LAWS(BOM)-1955-8-24

PURSHOTTAMDAS GOVINDJI HALAI Vs. B.M. DESAI

Decided On August 24, 1955
Purshottamdas Govindji Halai Appellant
V/S
B.M. Desai Respondents

JUDGEMENT

(1.) The aasessee is the father of the petitioner and he was assessed to income -tax in the sum of Rs. 40,178 -4 -0. He failed to pay the amount, and on April 10, 1951, a certificate was issued by the Income -tax Officer certifying under Section 46(0) of the Indian Income -tax Act that this amount was due by the assessee, and the certificate was sent to the Collector who is respondent No. 1. On February 1, 1954, the Collector sent a notice of demand to the assessee. The assessee failed to pay the amount and thereupon the Collector issued a warrant of attachment on March 24, 1954. Proclamation of sale was issued on February 25, 1955, and on March 30, 1955, the Collector sold the properties of the assessee which had been attached, which were the tenancy rights and the goodwill in the firm of Indestro Sales and Service Company, of which the assessee was the sole proprietor. The sale did not realise the full amount which the assessee was liable to pay. On June 7, 1955, the Collector issued a notice upon the assessee to show cause why he should not be arrested. On June 17, 1955, the assessee showed cause, and not being satisfied with the cause that was shown by the assessee, the Collector on June 30, 1955, issued a warrant of arrest, and on July 1, 1955, the assessee was arrested and committed to civil jail. The petitioner as his son came to this Court for a writ of habeas corpus and a rule was issued by the Court, and the rule has now come up before us for final hearing.

(2.) INTERESTING and ingenious arguments were advanced by Mr. Shah to satisfy us that Section 46(2) under which action has been taken is unconstitutional and the action taken by the Collector cannot be justified. Section 46(2) provides that the Income -tax Officer may forward to the Collector a certificate under his signature specifying the amount of arrears due from an assessee, and the Collector, on receipt of such certificate, shall proceed to recover from such assessee the amount specified therein as if it were an arrear of land revenue; and there is a proviso to this sub -section to this effect: Provided that without prejudice to any other powers of the Collector in this behalf, he shall for the purpose of recovering the said amount have the powers which under the Code of Civil Procedure, 1908, a Civil Court has for the purpose of the recovery of an amount due under a decree. It will be noticed that this is a procedural section and it lays down the procedure for recovering amounts of arrears due from an assessee. It does not impose any liability upon the assessee5 nor does it determine any liability. The liability to pay tax has been otherwise determined by the machinery provided in the Indian Income -tax Act. Section 46(2) only comes into operation after the liability has been finally determined and the assessee has no answer to the payment of arrears of income -tax, and the machinery which is provided is that these arrears may be recovered by the Collector from the assessee as if they were arrears of land revenue. They are to be recovered not by the Income -tax Authorities but by the Collector, but the Collector's jurisdiction to recover these arrears only arises on his receiving a certificate from the Income -tax Officer that a certain amount is due from the assessee, and the proviso gives the same powers to the Collector as a Court has under the Code of Civil Procedure to recover the amount of arrears.

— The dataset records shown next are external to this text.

#[cfg(test)]
mod tests {
    use super::*;
    use crate::adapters::memory::{
        InMemoryEnrollmentStore, InMemoryPurchaseStore, InMemoryWebhookReceipts,
    };
    use crate::adapters::stripe::MockGateway;
    use crate::domain::foundation::{CourseId, Money, PurchaseId, UserId};
    use crate::domain::webhook::sign_payload;
    use crate::ports::{EnrollmentStore, GatewaySession, WebhookDisposition};
    use crate::ports::PurchaseRepository as _;
    use secrecy::SecretString;
    use serde_json::json;

    const SECRET: &str = "whsec_reconciler_tests";

    struct Fixture {
        purchases: Arc<InMemoryPurchaseStore>,
        enrollments: Arc<InMemoryEnrollmentStore>,
        gateway: Arc<MockGateway>,
        receipts: Arc<InMemoryWebhookReceipts>,
        handler: ReconcileGatewayEventHandler,
    }

    fn fixture() -> Fixture {
        let purchases = Arc::new(InMemoryPurchaseStore::new());
        let enrollments = Arc::new(InMemoryEnrollmentStore::new());
        let gateway = Arc::new(MockGateway::new());
        let receipts = Arc::new(InMemoryWebhookReceipts::new());
        let handler = ReconcileGatewayEventHandler::new(
            SignatureVerifier::new(SecretString::new(SECRET.to_string())),
            purchases.clone(),
            Arc::new(EnrollmentApplier::new(enrollments.clone())),
            gateway.clone(),
            receipts.clone(),
        );
        Fixture {
            purchases,
            enrollments,
            gateway,
            receipts,
            handler,
        }
    }

    async fn seed_pending(f: &Fixture) -> Purchase {
        let purchase = Purchase::pending(
            PurchaseId::new(),
            UserId::new("alice").unwrap(),
            CourseId::new(),
            Money::from_major(80),
        );
        f.purchases.create(&purchase).await.unwrap();
        purchase
    }

    fn completed_event(event_id: &str, purchase_id: &str) -> Vec<u8> {
        serde_json::to_vec(&json!({
            "id": event_id,
            "type": "checkout.session.completed",
            "created": 1704067200,
            "data": { "object": {
                "id": "cs_1",
                "metadata": { "purchase_id": purchase_id }
            }},
            "livemode": false
        }))
        .unwrap()
    }

    fn expired_event(event_id: &str, purchase_id: &str) -> Vec<u8> {
        serde_json::to_vec(&json!({
            "id": event_id,
            "type": "checkout.session.expired",
            "created": 1704067200,
            "data": { "object": {
                "id": "cs_1",
                "metadata": { "purchase_id": purchase_id }
            }},
            "livemode": false
        }))
        .unwrap()
    }

    fn failed_event(event_id: &str, payment_intent: &str) -> Vec<u8> {
        serde_json::to_vec(&json!({
            "id": event_id,
            "type": "payment_intent.payment_failed",
            "created": 1704067200,
            "data": { "object": { "id": payment_intent } },
            "livemode": false
        }))
        .unwrap()
    }

    fn header_for(payload: &[u8]) -> String {
        let timestamp = chrono::Utc::now().timestamp();
        format!("t={},v1={}", timestamp, sign_payload(SECRET, timestamp, payload))
    }

    async fn deliver(f: &Fixture, payload: &[u8]) -> Result<ReconcileOutcome, WebhookError> {
        f.handler.handle(payload, &header_for(payload)).await
    }

    // ══════════════════════════════════════════════════════════════
    // Success Path
    // ══════════════════════════════════════════════════════════════

    #[tokio::test]
    async fn completed_event_settles_and_enrolls() {
        let f = fixture();
        let purchase = seed_pending(&f).await;
        let payload = completed_event("evt_1", &purchase.id.to_string());

        let outcome = deliver(&f, &payload).await.unwrap();

        assert_eq!(outcome, ReconcileOutcome::Processed);
        let settled = f.purchases.find_by_id(&purchase.id).await.unwrap().unwrap();
        assert_eq!(settled.status, PurchaseStatus::Success);
        assert!(f
            .enrollments
            .is_enrolled(&purchase.user_id, &purchase.course_id)
            .await
            .unwrap());
    }

    #[tokio::test]
    async fn redelivered_event_id_is_deduplicated() {
        let f = fixture();
        let purchase = seed_pending(&f).await;
        let payload = completed_event("evt_1", &purchase.id.to_string());

        deliver(&f, &payload).await.unwrap();
        let outcome = deliver(&f, &payload).await.unwrap();

        assert_eq!(outcome, ReconcileOutcome::AlreadyProcessed);
        assert_eq!(f.enrollments.pair_count(), 1);
        assert_eq!(f.receipts.len(), 1);
    }

    #[tokio::test]
    async fn replayed_completion_under_fresh_event_id_is_a_noop() {
        let f = fixture();
        let purchase = seed_pending(&f).await;

        deliver(&f, &completed_event("evt_1", &purchase.id.to_string()))
            .await
            .unwrap();
        let outcome = deliver(&f, &completed_event("evt_2", &purchase.id.to_string()))
            .await
            .unwrap();

        assert_eq!(outcome, ReconcileOutcome::Replayed);
        assert_eq!(f.enrollments.pair_count(), 1);
        let settled = f.purchases.find_by_id(&purchase.id).await.unwrap().unwrap();
        assert_eq!(settled.status, PurchaseStatus::Success);
    }

    #[tokio::test]
    async fn concurrent_completions_settle_exactly_once() {
        let f = fixture();
        let purchase = seed_pending(&f).await;
        let handler = Arc::new(f.handler);

        let tasks: Vec<_> = (0..8)
            .map(|n| {
                let handler = handler.clone();
                let payload =
                    completed_event(&format!("evt_{}", n), &purchase.id.to_string());
                let header = header_for(&payload);
                tokio::spawn(async move { handler.handle(&payload, &header).await })
            })
            .collect();

        let outcomes: Vec<ReconcileOutcome> = futures::future::join_all(tasks)
            .await
            .into_iter()
            .map(|r| r.unwrap().unwrap())
            .collect();

        let processed = outcomes
            .iter()
            .filter(|o| **o == ReconcileOutcome::Processed)
            .count();
        assert_eq!(processed, 1);
        assert_eq!(f.enrollments.pair_count(), 1);
        let settled = f.purchases.find_by_id(&purchase.id).await.unwrap().unwrap();
        assert_eq!(settled.status, PurchaseStatus::Success);
    }

    // ══════════════════════════════════════════════════════════════
    // Expiry and Out-of-order Delivery
    // ══════════════════════════════════════════════════════════════

    #[tokio::test]
    async fn expired_event_settles_without_enrollment() {
        let f = fixture();
        let purchase = seed_pending(&f).await;

        let outcome = deliver(&f, &expired_event("evt_1", &purchase.id.to_string()))
            .await
            .unwrap();

        assert_eq!(outcome, ReconcileOutcome::Processed);
        let settled = f.purchases.find_by_id(&purchase.id).await.unwrap().unwrap();
        assert_eq!(settled.status, PurchaseStatus::Expired);
        assert_eq!(f.enrollments.pair_count(), 0);
    }

    #[tokio::test]
    async fn expiry_after_completion_leaves_success() {
        let f = fixture();
        let purchase = seed_pending(&f).await;

        deliver(&f, &completed_event("evt_1", &purchase.id.to_string()))
            .await
            .unwrap();
        let outcome = deliver(&f, &expired_event("evt_2", &purchase.id.to_string()))
            .await
            .unwrap();

        assert_eq!(outcome, ReconcileOutcome::Replayed);
        let settled = f.purchases.find_by_id(&purchase.id).await.unwrap().unwrap();
        assert_eq!(settled.status, PurchaseStatus::Success);
        assert!(f
            .enrollments
            .is_enrolled(&purchase.user_id, &purchase.course_id)
            .await
            .unwrap());
    }

    #[tokio::test]
    async fn completion_after_expiry_does_not_enroll() {
        let f = fixture();
        let purchase = seed_pending(&f).await;

        deliver(&f, &expired_event("evt_1", &purchase.id.to_string()))
            .await
            .unwrap();
        let outcome = deliver(&f, &completed_event("evt_2", &purchase.id.to_string()))
            .await
            .unwrap();

        assert_eq!(outcome, ReconcileOutcome::Replayed);
        let settled = f.purchases.find_by_id(&purchase.id).await.unwrap().unwrap();
        assert_eq!(settled.status, PurchaseStatus::Expired);
        assert_eq!(f.enrollments.pair_count(), 0);
    }

    // ══════════════════════════════════════════════════════════════
    // Payment Failure (indirect lookup)
    // ══════════════════════════════════════════════════════════════

    #[tokio::test]
    async fn failure_event_resolves_purchase_via_session_lookup() {
        let f = fixture();
        let purchase = seed_pending(&f).await;
        f.gateway.register_intent(
            "pi_1",
            GatewaySession {
                id: "cs_1".to_string(),
                url: String::new(),
                purchase_id: Some(purchase.id),
            },
        );

        let outcome = deliver(&f, &failed_event("evt_1", "pi_1")).await.unwrap();

        assert_eq!(outcome, ReconcileOutcome::Processed);
        let settled = f.purchases.find_by_id(&purchase.id).await.unwrap().unwrap();
        assert_eq!(settled.status, PurchaseStatus::Failed);
        assert_eq!(f.enrollments.pair_count(), 0);
    }

    #[tokio::test]
    async fn failure_event_without_matching_session_is_ignored() {
        let f = fixture();
        seed_pending(&f).await;

        let outcome = deliver(&f, &failed_event("evt_1", "pi_unknown"))
            .await
            .unwrap();

        assert_eq!(outcome, ReconcileOutcome::Ignored);
    }

    #[tokio::test]
    async fn failure_after_completion_is_a_noop() {
        let f = fixture();
        let purchase = seed_pending(&f).await;
        f.gateway.register_intent(
            "pi_1",
            GatewaySession {
                id: "cs_1".to_string(),
                url: String::new(),
                purchase_id: Some(purchase.id),
            },
        );

        deliver(&f, &completed_event("evt_1", &purchase.id.to_string()))
            .await
            .unwrap();
        let outcome = deliver(&f, &failed_event("evt_2", "pi_1")).await.unwrap();

        assert_eq!(outcome, ReconcileOutcome::Replayed);
        let settled = f.purchases.find_by_id(&purchase.id).await.unwrap().unwrap();
        assert_eq!(settled.status, PurchaseStatus::Success);
    }

    // ══════════════════════════════════════════════════════════════
    // Authentication Precedes Everything
    // ══════════════════════════════════════════════════════════════

    #[tokio::test]
    async fn tampered_signature_touches_no_store() {
        let f = fixture();
        let purchase = seed_pending(&f).await;

        let original = completed_event("evt_1", &purchase.id.to_string());
        let header = header_for(&original);
        let tampered = completed_event("evt_1_other", &purchase.id.to_string());

        let result = f.handler.handle(&tampered, &header).await;

        assert!(matches!(result, Err(WebhookError::InvalidSignature)));
        assert!(f.receipts.is_empty());
        assert_eq!(f.enrollments.pair_count(), 0);
        let untouched = f.purchases.find_by_id(&purchase.id).await.unwrap().unwrap();
        assert_eq!(untouched.status, PurchaseStatus::Pending);
    }

    #[tokio::test]
    async fn unparseable_payload_after_valid_signature_is_rejected() {
        let f = fixture();
        let payload = b"not json at all";
        let header = header_for(payload);

        let result = f.handler.handle(payload, &header).await;

        assert!(matches!(result, Err(WebhookError::ParseError(_))));
        assert!(f.receipts.is_empty());
    }

    // ══════════════════════════════════════════════════════════════
    // Integrity Gap and Unknown Types
    // ══════════════════════════════════════════════════════════════

    #[tokio::test]
    async fn unknown_purchase_is_acknowledged_and_recorded() {
        let f = fixture();
        let phantom = PurchaseId::new();
        let payload = completed_event("evt_1", &phantom.to_string());

        let outcome = deliver(&f, &payload).await.unwrap();

        assert_eq!(outcome, ReconcileOutcome::IntegrityGap);
        assert_eq!(f.enrollments.pair_count(), 0);

        let receipts = f.receipts.all();
        assert_eq!(receipts.len(), 1);
        assert_eq!(receipts[0].disposition, WebhookDisposition::IntegrityGap);
        assert!(receipts[0]
            .detail
            .as_deref()
            .unwrap()
            .contains(&phantom.to_string()));
    }

    #[tokio::test]
    async fn unknown_event_type_is_acknowledged() {
        let f = fixture();
        let payload = serde_json::to_vec(&json!({
            "id": "evt_1",
            "type": "invoice.payment_succeeded",
            "created": 1704067200,
            "data": { "object": {} },
            "livemode": false
        }))
        .unwrap();

        let outcome = deliver(&f, &payload).await.unwrap();

        assert_eq!(outcome, ReconcileOutcome::Ignored);
        let receipts = f.receipts.all();
        assert_eq!(receipts.len(), 1);
        assert_eq!(receipts[0].disposition, WebhookDisposition::Ignored);
    }

    #[tokio::test]
    async fn completed_event_without_purchase_metadata_is_bad_request() {
        let f = fixture();
        let payload = serde_json::to_vec(&json!({
            "id": "evt_1",
            "type": "checkout.session.completed",
            "created": 1704067200,
            "data": { "object": { "id": "cs_1", "metadata": {} } },
            "livemode": false
        }))
        .unwrap();

        let result = deliver(&f, &payload).await;

        assert!(matches!(
            result,
            Err(WebhookError::MissingMetadata("purchase_id"))
        ));
        // The failure is recorded so the delivery trail stays complete.
        assert_eq!(f.receipts.len(), 1);
    }
}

(3.) BUT what is pointed out by Mr. Shah is that when you look at the Acts of other States for the recovery of revenue, you find different periods of imprisonment laid down for failure to pay land revenue. It is pointed out that under the Madras Revenue Recovery Act the maximum period provided is two years by Section 48, that under the Uttar Pradesh Land Revenue Act under Section 148 fifteen days is provided, that under the Punjab Land Revenue Act, 1887, under Section 69 one month is provided, and under the Central Provinces Land Revenue Act, under Section 130 the maximum sentence is three months, and what is particularly pointed out is that under the Assam Land Revenue Regulation No. 1 of 1886 the coercive machinery for recovering tax does not include the committing of the defaulter to civil imprisonment. On a comparison of these various 'laws the submission that is made is this that we are dealing with a Central Act, the Indian Income -tax Act, and that Act deals with defaulters who have failed to pay income -tax. They constitute one class and with regard to this very class there is a discrimination depending upon whether they are in Bombay, Madras, Uttar Pradesh, Punjab, Central Provinces, or Assam, as to what is the liability they would incur if they fail to pay income -tax. Mr. Shah says that a defaulter in Assam, though no rational distinction can possibly be made between him and his counterpart in Bombay, escapes scot free although he does not pay the tax, whereas in Bombay he may be committed to jail, as indeed the assessee in this base has been, and remain in jail for a period of six months. Therefore it is strenuously urged before us that such a provision clearly offends against Article 14 of the Constitution.